#### [Problem details]
Go through the entries below and say how many lines hold the word "request". Nothing else is needed.

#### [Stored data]

________

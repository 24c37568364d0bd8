//! REST API endpoint implementations.
//!
//! Each endpoint is a free async function taking the HTTP client, base URL,
//! credentials and retry policy explicitly; [`crate::ElasticClient`] wraps
//! them with its own state.

mod info;
mod request;
mod saved_objects;
pub mod url_encoding;
mod watcher;

pub use info::get_cluster_info;
pub use request::{RetryPolicy, send_request_with_retry, with_common_headers};
pub use saved_objects::bulk_create_saved_objects;
pub use watcher::put_watch;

________

#### [Output below]
2